No. 5 – Unieuro Forlì
- Position: Point guard

Personal information
- Born: December 7, 1983 (age 42) Pisa, Italy
- Nationality: Italian
- Listed height: 6 ft 3 in (1.91 m)
- Listed weight: 181 lb (82 kg)

Career information
- Playing career: 1999–present

Career history
- 1999–2000: SC Montecatini
- 2000–2004: Basket Livorno
- 2004–2011: Lottomatica Roma
- 2011–2013: Emporio Armani Milano
- 2013–2014: Reyer Venezia Mestre
- 2014–2017: Auxilium Torino
- 2017–present: Basket Ravenna Piero Manetti

= Jacopo Giachetti =

Italian basketball player (born 1983)

Jacopo Giachetti (born December 7, 1983) is an Italian basketball player for Basket Ravenna Piero Manetti.
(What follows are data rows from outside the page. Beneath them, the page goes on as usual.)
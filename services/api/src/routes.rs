use crate::infra::AppState;
use axum::http::{header, StatusCode};
use axum::response::IntoResponse;
use axum::Extension;
use axum::Json;
use partner_onboarding::workflows::onboarding::{
    onboarding_router, ApplicationRepository, BlobStore, Notifier, OnboardingService,
};
use serde_json::json;
use std::sync::Arc;

pub(crate) fn with_onboarding_routes<R, B, N>(
    service: Arc<OnboardingService<R, B, N>>,
) -> axum::Router
where
    R: ApplicationRepository + 'static,
    B: BlobStore + 'static,
    N: Notifier + 'static,
{
    onboarding_router(service)
        .route("/health", axum::routing::get(healthcheck))
        .route("/ready", axum::routing::get(readiness_endpoint))
        .route("/metrics", axum::routing::get(metrics_endpoint))
}

pub(crate) async fn healthcheck() -> Json<serde_json::Value> {
    Json(json!({ "status": "ok" }))
}

pub(crate) async fn readiness_endpoint(Extension(state): Extension<AppState>) -> impl IntoResponse {
    let ready = state.readiness.load(std::sync::atomic::Ordering::Relaxed);
    let status = if ready {
        StatusCode::OK
    } else {
        StatusCode::SERVICE_UNAVAILABLE
    };

    let payload = if ready {
        json!({ "status": "ready" })
    } else {
        json!({ "status": "initializing" })
    };

    (status, Json(payload))
}

pub(crate) async fn metrics_endpoint(Extension(state): Extension<AppState>) -> impl IntoResponse {
    (
        StatusCode::OK,
        [(header::CONTENT_TYPE, "text/plain; version=0.0.4")],
        state.metrics.render(),
    )
}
A 190 cm point guard, he was born in Pisa, Italy.

==Professional career==
Giachetti spent most of his career with Lottomatica Roma. On June 27, 2008, he signed a multi-year contract extension with the team. In July 2011, he signed a two-year contract with Olimpia Milano. In the summer of 2013, he signed with Reyer Venezia Mestre.

In August 2014, he signed with PMS Torino.
In August 2017, Serie A2 Team Basket Ravenna Piero Manetti announced that for the season 2017-2018 Giacchetti will join the team.